### [WHAT NEEDS TO BE DONE]
Among the entries below, please repeat exactly and only the lines from the line containing "Result<(ClientProperty, bool), AppError>" to the line containing "-> Result<Vec<AssignmentView>, AppError>", both lines included.

### [MATERIAL PROVIDED]

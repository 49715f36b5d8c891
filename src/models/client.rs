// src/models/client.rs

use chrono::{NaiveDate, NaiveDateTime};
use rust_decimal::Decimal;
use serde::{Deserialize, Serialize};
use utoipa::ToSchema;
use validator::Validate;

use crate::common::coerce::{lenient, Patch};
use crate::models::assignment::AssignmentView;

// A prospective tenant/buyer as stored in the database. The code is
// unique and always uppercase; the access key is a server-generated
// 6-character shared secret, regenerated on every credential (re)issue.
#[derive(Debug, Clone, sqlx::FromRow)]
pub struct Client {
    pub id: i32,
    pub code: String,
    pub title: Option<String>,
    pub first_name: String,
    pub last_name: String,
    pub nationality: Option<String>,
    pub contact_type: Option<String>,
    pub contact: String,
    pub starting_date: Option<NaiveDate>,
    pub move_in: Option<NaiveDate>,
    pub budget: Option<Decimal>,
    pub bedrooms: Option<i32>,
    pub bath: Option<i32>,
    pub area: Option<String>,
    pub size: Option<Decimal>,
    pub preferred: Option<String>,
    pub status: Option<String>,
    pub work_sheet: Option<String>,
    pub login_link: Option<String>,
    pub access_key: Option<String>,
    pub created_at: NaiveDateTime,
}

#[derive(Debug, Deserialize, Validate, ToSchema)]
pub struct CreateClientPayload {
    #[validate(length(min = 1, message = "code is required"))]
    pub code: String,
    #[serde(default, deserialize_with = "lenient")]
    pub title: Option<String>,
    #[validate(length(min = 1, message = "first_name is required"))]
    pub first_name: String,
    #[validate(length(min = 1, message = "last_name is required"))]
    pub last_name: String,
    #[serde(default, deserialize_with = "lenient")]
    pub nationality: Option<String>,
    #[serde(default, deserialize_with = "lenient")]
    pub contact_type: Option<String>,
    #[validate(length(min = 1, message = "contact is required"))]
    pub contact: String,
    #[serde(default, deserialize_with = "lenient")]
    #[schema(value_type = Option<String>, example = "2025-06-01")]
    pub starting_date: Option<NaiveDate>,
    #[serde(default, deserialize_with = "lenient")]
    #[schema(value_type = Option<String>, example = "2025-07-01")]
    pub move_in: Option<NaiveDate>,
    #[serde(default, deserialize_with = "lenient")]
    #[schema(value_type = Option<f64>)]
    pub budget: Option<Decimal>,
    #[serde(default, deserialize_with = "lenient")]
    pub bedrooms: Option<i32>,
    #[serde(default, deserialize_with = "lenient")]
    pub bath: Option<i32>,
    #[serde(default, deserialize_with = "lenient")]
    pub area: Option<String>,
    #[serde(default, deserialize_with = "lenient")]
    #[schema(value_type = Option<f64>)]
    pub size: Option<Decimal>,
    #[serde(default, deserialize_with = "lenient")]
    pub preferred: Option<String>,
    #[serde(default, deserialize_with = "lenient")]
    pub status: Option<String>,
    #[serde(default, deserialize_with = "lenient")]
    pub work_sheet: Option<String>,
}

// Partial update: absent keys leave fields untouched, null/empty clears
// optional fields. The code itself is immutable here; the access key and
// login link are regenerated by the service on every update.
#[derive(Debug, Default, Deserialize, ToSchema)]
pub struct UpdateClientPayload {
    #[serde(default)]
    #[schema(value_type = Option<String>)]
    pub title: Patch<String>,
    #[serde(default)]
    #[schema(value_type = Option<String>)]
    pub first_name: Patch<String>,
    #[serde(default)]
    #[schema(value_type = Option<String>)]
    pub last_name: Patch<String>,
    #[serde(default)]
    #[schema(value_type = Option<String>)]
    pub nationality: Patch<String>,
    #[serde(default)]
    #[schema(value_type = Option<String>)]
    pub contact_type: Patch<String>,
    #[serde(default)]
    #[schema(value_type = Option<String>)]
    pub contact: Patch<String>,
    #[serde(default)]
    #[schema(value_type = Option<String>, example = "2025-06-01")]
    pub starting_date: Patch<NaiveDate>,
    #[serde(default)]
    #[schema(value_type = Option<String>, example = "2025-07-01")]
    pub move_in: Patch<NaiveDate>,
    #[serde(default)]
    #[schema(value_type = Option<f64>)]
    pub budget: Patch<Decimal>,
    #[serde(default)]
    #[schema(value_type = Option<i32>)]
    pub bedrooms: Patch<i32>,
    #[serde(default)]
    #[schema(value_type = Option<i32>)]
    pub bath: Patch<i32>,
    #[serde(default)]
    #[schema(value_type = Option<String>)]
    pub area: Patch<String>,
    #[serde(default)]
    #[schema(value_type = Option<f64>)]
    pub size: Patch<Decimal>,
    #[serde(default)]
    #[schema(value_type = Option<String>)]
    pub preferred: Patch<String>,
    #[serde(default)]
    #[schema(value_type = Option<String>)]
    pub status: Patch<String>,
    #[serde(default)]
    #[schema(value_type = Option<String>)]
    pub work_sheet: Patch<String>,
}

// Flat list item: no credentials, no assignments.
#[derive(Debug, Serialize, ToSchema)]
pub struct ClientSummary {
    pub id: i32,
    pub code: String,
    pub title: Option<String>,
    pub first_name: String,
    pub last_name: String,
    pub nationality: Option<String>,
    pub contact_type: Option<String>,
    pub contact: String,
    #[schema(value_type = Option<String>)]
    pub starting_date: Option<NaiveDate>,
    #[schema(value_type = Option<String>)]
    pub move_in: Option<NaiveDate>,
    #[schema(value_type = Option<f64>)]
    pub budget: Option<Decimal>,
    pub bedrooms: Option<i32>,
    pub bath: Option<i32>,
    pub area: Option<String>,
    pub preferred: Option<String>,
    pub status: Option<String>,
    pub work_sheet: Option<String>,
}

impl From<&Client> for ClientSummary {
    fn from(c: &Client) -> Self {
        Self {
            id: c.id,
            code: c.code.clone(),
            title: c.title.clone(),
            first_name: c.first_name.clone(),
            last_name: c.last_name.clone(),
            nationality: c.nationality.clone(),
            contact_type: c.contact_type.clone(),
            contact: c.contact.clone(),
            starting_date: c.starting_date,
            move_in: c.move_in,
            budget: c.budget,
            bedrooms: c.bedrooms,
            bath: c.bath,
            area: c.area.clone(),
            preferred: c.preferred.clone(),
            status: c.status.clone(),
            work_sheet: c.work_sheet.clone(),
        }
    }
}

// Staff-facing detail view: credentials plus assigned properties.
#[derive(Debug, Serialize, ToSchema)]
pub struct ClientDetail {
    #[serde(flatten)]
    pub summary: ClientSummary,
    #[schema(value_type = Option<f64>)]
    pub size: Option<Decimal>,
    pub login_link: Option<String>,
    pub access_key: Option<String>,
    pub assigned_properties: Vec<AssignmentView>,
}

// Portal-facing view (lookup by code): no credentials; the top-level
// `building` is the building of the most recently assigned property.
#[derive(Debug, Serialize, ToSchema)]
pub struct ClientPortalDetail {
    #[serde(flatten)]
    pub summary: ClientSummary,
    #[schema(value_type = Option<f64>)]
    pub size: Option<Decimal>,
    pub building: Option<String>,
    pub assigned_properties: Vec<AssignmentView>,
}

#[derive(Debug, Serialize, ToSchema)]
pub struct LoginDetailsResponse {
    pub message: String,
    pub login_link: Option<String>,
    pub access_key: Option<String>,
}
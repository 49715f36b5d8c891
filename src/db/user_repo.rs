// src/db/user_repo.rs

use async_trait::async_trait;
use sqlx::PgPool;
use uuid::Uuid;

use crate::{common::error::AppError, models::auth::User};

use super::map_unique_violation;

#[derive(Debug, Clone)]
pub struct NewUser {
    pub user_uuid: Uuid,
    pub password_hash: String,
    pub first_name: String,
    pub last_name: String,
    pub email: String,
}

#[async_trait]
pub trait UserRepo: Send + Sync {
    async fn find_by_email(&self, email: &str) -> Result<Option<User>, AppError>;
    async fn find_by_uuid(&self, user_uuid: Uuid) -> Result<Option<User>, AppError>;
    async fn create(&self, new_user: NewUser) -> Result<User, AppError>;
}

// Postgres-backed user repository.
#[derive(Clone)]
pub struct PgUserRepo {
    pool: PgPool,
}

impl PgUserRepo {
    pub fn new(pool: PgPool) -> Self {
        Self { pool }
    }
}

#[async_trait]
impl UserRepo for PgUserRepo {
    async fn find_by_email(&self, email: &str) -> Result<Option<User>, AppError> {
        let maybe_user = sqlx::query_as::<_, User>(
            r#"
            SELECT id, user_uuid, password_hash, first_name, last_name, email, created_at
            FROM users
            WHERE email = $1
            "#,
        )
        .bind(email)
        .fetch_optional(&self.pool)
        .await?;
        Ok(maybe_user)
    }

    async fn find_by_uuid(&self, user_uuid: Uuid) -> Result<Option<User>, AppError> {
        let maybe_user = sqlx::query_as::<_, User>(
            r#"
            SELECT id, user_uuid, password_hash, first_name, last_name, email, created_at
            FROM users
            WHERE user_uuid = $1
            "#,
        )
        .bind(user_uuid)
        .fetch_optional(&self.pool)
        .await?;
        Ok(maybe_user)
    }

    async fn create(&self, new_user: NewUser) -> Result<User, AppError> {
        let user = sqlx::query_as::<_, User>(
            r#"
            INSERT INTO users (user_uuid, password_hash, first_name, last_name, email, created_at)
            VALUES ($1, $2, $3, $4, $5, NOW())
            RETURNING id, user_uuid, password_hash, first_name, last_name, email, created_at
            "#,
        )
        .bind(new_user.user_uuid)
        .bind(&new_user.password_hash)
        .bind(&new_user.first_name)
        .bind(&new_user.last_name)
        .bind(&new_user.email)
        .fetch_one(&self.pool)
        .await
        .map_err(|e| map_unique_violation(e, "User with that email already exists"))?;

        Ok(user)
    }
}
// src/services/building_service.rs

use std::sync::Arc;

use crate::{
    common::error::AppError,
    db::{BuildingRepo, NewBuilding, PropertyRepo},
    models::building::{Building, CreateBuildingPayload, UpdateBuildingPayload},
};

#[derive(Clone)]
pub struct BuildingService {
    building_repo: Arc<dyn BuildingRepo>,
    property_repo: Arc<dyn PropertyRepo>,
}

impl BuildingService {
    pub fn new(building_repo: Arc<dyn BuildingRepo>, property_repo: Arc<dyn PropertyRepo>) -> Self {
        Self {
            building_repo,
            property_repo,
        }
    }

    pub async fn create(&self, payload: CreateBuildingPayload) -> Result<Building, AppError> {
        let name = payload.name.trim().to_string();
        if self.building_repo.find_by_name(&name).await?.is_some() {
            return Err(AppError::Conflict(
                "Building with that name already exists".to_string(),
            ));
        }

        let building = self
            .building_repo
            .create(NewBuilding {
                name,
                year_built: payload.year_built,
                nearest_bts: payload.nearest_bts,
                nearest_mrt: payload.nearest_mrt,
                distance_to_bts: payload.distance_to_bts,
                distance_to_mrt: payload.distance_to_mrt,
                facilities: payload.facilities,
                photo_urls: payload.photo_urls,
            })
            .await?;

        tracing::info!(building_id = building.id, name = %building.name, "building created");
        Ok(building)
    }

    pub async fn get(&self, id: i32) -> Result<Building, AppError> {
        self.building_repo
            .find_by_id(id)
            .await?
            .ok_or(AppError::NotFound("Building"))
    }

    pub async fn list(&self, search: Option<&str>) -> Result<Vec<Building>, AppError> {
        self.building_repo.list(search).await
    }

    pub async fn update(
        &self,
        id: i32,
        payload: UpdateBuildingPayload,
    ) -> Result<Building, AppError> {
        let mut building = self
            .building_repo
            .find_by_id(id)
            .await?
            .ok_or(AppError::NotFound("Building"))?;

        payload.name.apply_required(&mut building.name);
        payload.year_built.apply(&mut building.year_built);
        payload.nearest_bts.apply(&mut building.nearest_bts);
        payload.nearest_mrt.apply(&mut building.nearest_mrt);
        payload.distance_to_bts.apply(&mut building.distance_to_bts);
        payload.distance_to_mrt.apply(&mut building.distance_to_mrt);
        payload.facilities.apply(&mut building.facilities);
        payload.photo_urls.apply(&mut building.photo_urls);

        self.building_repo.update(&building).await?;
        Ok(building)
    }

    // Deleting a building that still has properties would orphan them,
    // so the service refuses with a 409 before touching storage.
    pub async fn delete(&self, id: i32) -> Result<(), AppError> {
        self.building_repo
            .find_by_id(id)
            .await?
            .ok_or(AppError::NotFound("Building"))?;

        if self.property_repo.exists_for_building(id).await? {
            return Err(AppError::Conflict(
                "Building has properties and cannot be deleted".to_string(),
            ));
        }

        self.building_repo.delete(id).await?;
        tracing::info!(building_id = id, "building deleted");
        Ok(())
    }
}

* * *

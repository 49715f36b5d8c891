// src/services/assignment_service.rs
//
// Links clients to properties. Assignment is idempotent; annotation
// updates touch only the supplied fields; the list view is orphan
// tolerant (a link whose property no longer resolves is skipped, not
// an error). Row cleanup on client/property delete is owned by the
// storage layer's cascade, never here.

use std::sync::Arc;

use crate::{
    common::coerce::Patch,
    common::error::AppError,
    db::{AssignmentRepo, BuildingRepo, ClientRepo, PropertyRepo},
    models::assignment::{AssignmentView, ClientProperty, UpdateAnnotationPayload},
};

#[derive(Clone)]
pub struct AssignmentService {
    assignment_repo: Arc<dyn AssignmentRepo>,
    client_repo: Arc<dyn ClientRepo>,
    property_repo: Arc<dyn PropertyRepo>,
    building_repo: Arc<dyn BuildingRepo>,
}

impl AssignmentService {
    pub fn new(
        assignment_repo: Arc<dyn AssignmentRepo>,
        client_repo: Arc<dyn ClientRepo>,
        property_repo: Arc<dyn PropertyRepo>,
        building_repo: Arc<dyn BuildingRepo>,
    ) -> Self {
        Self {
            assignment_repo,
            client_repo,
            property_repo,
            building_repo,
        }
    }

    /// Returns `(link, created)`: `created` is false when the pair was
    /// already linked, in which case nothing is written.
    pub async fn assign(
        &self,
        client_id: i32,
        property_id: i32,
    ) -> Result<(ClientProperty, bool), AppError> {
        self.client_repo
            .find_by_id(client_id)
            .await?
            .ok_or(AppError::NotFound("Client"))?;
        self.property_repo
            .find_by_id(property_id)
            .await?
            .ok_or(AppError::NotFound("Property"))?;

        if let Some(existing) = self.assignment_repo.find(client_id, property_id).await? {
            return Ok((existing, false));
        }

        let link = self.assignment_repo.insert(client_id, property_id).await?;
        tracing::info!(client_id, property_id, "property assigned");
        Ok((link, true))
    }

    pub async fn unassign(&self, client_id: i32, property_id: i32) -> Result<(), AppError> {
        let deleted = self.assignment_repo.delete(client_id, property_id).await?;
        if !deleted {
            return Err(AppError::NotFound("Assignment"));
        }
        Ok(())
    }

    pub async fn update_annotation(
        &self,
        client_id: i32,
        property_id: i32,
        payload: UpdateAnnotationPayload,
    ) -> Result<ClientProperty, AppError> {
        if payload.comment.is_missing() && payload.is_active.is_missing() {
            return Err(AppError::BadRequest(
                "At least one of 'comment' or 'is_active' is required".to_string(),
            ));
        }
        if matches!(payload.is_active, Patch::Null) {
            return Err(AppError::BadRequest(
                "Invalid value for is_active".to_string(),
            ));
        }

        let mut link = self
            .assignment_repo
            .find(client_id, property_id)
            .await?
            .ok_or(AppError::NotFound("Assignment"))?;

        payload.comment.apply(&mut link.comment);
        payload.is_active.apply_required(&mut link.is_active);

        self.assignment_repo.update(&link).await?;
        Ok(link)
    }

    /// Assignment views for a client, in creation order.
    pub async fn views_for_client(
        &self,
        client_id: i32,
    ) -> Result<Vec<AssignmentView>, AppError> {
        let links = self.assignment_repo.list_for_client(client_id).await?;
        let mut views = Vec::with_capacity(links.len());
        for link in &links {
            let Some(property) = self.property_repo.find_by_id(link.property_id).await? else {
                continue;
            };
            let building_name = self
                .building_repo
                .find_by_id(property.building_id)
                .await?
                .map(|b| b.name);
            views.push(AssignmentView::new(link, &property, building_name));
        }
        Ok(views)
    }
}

==

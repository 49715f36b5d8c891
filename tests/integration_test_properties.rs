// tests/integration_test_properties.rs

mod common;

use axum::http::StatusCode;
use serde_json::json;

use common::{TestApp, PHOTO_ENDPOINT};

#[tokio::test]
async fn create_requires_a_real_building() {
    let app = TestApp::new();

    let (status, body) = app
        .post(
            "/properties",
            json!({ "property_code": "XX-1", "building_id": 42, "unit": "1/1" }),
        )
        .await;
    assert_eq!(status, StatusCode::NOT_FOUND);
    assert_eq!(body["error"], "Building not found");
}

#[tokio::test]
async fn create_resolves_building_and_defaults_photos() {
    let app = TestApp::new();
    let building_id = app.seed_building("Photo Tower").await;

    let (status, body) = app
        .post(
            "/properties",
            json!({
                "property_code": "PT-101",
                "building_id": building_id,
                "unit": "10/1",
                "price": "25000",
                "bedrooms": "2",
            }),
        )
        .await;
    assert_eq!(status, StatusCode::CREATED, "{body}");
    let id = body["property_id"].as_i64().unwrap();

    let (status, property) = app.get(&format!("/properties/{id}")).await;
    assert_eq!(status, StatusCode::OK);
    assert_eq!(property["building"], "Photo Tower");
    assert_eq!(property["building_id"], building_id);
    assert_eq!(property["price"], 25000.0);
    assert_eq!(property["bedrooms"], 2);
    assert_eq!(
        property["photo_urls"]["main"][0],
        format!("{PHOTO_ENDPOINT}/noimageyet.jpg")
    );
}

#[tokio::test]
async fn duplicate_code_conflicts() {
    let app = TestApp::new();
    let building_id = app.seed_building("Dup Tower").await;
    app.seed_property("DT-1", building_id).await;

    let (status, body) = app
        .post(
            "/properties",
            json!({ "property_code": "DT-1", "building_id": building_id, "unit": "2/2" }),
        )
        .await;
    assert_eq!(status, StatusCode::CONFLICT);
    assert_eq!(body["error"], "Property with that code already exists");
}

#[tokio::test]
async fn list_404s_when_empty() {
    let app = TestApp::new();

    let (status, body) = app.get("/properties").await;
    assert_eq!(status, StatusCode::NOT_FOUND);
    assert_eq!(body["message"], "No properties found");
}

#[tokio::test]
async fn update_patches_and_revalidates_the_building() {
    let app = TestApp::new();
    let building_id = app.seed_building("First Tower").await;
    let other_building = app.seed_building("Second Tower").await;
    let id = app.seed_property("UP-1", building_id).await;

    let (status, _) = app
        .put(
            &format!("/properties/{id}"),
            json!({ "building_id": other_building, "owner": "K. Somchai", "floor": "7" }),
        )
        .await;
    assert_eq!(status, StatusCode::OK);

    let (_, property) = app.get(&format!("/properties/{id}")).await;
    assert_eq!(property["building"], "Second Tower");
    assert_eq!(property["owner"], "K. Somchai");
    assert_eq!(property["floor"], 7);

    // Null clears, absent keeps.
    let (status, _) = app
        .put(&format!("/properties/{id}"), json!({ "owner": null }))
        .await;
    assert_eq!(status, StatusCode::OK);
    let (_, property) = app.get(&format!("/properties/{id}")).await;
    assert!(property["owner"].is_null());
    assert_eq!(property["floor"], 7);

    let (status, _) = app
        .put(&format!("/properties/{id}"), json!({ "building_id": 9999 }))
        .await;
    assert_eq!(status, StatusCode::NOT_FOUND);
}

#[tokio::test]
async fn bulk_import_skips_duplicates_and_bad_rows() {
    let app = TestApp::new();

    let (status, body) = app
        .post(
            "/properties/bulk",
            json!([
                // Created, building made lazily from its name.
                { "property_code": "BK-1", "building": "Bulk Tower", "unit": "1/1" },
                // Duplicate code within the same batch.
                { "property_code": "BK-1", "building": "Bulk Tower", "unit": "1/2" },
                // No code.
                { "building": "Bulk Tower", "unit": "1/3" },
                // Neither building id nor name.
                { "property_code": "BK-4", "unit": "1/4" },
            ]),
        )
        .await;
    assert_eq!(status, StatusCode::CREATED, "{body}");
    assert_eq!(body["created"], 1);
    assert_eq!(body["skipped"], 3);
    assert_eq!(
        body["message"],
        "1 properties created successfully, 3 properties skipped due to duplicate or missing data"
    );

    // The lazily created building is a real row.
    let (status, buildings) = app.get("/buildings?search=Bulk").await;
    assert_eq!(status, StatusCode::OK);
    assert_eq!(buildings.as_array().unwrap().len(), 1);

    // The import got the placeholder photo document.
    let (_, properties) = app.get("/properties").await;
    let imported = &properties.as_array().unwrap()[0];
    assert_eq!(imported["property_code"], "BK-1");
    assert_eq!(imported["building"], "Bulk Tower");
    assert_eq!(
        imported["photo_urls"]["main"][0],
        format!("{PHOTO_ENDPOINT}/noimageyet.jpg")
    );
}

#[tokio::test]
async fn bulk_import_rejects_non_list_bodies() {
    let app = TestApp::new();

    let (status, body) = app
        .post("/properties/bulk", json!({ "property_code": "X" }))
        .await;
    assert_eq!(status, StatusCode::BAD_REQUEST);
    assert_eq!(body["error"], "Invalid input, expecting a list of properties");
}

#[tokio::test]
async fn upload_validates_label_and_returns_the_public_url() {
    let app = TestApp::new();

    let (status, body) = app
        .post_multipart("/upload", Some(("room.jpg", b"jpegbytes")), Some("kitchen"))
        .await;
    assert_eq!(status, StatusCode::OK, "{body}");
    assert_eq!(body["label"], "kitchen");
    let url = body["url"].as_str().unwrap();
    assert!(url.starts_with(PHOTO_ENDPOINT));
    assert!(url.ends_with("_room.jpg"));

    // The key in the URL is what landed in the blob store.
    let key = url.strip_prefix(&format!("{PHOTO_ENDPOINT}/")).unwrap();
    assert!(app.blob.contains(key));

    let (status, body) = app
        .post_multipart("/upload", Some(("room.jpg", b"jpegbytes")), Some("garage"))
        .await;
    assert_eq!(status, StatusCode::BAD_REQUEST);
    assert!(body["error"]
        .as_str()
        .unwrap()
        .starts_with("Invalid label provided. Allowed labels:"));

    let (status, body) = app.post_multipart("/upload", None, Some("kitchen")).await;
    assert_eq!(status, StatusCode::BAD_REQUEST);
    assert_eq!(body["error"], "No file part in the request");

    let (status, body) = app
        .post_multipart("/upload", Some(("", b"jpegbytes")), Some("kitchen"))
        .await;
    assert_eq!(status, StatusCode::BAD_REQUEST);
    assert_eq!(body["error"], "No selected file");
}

### [WRITTEN RESPONSE]
    ) -> Result<(ClientProperty, bool), AppError> {
        self.client_repo
            .find_by_id(client_id)
            .await?
            .ok_or(AppError::NotFound("Client"))?;
        self.property_repo
            .find_by_id(property_id)
            .await?
            .ok_or(AppError::NotFound("Property"))?;

        if let Some(existing) = self.assignment_repo.find(client_id, property_id).await? {
            return Ok((existing, false));
        }

        let link = self.assignment_repo.insert(client_id, property_id).await?;
        tracing::info!(client_id, property_id, "property assigned");
        Ok((link, true))
    }

    pub async fn unassign(&self, client_id: i32, property_id: i32) -> Result<(), AppError> {
        let deleted = self.assignment_repo.delete(client_id, property_id).await?;
        if !deleted {
            return Err(AppError::NotFound("Assignment"));
        }
        Ok(())
    }

    pub async fn update_annotation(
        &self,
        client_id: i32,
        property_id: i32,
        payload: UpdateAnnotationPayload,
    ) -> Result<ClientProperty, AppError> {
        if payload.comment.is_missing() && payload.is_active.is_missing() {
            return Err(AppError::BadRequest(
                "At least one of 'comment' or 'is_active' is required".to_string(),
            ));
        }
        if matches!(payload.is_active, Patch::Null) {
            return Err(AppError::BadRequest(
                "Invalid value for is_active".to_string(),
            ));
        }

        let mut link = self
            .assignment_repo
            .find(client_id, property_id)
            .await?
            .ok_or(AppError::NotFound("Assignment"))?;

        payload.comment.apply(&mut link.comment);
        payload.is_active.apply_required(&mut link.is_active);

        self.assignment_repo.update(&link).await?;
        Ok(link)
    }

    /// Assignment views for a client, in creation order.
    pub async fn views_for_client(
        &self,
        client_id: i32,
    ) -> Result<Vec<AssignmentView>, AppError> {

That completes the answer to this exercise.